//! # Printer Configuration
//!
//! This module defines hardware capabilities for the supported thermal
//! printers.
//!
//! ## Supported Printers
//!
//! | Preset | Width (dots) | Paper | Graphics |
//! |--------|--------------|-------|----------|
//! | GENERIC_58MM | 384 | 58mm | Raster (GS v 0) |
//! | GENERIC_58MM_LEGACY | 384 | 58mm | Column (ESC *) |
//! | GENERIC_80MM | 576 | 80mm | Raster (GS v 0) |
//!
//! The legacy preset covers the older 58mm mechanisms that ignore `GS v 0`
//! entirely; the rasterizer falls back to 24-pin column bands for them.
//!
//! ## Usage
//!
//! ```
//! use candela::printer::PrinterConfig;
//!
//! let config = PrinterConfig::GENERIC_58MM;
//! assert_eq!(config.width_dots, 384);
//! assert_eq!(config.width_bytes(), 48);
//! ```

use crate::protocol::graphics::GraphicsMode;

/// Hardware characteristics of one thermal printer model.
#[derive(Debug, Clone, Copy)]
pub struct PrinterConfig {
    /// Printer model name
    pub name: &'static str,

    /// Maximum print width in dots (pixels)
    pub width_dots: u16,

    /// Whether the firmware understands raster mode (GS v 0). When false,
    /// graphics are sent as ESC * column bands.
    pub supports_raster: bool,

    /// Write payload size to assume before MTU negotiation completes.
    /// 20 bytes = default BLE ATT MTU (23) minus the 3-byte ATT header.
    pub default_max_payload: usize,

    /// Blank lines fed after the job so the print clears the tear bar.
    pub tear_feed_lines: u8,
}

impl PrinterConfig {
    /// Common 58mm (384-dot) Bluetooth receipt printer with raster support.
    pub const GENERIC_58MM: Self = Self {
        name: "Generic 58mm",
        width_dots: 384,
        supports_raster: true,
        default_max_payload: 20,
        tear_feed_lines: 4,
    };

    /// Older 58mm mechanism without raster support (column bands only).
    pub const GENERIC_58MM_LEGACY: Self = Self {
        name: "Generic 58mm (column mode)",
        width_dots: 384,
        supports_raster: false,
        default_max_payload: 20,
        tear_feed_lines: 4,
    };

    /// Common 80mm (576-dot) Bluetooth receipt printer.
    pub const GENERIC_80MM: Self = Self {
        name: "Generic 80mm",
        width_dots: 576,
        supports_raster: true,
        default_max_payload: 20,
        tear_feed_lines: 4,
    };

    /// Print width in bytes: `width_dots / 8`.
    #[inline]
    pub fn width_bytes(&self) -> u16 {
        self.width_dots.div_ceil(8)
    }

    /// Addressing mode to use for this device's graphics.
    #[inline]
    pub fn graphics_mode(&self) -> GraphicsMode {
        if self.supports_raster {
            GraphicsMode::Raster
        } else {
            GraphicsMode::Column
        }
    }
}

* * *

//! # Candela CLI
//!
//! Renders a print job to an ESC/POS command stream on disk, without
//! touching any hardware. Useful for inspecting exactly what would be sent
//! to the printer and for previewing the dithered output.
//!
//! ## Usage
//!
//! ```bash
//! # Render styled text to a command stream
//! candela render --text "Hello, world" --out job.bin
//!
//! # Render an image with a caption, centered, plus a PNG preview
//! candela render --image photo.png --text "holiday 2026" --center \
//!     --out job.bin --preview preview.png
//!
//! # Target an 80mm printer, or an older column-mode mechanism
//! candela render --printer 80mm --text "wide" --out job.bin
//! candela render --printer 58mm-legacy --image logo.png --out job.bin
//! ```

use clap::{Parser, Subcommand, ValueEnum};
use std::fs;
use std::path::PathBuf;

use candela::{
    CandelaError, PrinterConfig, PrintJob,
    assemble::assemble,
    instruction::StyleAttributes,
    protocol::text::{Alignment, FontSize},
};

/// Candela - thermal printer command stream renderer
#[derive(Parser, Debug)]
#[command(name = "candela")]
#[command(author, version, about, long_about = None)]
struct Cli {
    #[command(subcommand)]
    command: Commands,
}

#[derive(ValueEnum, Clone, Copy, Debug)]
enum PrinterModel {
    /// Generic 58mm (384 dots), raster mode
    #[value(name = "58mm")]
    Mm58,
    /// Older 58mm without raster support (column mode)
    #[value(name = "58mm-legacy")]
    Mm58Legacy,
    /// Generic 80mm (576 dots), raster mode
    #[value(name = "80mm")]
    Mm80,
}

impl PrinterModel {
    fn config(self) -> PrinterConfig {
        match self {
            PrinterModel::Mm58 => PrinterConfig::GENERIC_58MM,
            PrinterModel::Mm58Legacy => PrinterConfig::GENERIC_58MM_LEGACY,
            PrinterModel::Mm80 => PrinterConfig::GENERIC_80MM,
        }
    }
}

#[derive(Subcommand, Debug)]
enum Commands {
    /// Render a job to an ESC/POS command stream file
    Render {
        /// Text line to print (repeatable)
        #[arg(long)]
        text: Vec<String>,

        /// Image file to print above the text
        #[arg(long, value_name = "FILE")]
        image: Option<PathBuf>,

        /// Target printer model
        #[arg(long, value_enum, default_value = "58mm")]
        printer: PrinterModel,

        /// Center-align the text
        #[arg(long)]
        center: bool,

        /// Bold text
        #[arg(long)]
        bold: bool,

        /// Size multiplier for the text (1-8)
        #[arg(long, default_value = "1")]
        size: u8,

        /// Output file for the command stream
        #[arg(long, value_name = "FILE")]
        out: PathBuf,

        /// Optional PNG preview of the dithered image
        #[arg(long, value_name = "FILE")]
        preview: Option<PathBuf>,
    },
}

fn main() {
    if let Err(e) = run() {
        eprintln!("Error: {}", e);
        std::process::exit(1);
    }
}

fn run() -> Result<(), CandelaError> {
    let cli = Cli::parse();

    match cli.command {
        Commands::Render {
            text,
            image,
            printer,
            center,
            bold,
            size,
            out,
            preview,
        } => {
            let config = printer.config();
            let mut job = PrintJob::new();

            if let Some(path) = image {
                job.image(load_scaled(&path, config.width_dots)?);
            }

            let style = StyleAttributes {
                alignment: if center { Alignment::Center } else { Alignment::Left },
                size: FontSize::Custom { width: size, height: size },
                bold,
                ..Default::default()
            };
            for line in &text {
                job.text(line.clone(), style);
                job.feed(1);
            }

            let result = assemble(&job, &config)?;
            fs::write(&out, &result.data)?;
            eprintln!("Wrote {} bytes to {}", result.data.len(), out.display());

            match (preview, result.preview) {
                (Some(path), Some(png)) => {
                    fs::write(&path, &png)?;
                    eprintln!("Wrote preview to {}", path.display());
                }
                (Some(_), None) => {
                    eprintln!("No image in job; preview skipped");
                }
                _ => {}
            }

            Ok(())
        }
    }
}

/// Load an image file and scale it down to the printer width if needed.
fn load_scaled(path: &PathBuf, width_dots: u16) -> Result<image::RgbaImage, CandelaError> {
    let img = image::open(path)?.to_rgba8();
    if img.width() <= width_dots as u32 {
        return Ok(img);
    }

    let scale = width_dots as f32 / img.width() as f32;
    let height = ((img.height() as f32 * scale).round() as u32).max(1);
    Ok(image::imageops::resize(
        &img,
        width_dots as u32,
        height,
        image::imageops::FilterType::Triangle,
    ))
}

---

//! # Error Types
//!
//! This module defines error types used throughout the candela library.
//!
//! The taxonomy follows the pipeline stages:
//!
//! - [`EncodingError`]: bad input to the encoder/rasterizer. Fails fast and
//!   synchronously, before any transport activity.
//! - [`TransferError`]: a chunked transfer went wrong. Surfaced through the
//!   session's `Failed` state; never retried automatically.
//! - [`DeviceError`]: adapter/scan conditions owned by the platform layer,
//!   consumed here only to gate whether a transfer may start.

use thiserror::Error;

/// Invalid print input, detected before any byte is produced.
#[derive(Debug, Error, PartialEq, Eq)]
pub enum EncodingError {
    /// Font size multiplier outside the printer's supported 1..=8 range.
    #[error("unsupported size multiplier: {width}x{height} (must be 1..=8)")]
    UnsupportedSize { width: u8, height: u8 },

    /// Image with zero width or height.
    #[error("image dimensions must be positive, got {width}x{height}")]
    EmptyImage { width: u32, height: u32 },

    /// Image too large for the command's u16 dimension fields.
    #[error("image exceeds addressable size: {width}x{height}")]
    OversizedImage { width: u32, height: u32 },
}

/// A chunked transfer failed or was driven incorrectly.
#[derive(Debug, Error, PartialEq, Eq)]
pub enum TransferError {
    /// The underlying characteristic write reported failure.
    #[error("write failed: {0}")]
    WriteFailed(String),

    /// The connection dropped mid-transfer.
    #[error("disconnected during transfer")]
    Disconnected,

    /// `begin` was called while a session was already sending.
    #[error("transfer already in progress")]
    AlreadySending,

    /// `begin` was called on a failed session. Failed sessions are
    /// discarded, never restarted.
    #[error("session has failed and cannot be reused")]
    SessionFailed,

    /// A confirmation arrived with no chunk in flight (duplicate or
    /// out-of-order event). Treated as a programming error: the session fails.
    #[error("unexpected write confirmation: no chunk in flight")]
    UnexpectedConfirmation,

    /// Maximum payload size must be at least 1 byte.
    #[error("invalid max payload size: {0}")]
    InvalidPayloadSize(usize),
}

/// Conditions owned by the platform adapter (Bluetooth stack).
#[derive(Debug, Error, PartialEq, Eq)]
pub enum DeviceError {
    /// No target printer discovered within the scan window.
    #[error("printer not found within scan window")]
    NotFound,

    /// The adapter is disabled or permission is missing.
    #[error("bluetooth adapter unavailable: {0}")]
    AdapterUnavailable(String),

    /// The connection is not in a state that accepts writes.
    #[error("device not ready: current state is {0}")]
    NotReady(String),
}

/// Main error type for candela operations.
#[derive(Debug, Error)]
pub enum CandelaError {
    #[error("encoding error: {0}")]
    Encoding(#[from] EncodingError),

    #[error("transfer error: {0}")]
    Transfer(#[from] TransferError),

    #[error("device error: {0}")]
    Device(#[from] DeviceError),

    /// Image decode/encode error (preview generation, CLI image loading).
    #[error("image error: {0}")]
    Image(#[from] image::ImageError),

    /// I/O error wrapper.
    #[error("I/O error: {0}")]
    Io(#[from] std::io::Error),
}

**How to complete this task**
Select, from the listing, all lines that include the word "input".

**Answer**
//! - [`EncodingError`]: bad input to the encoder/rasterizer. Fails fast and
/// Invalid print input, detected before any byte is produced.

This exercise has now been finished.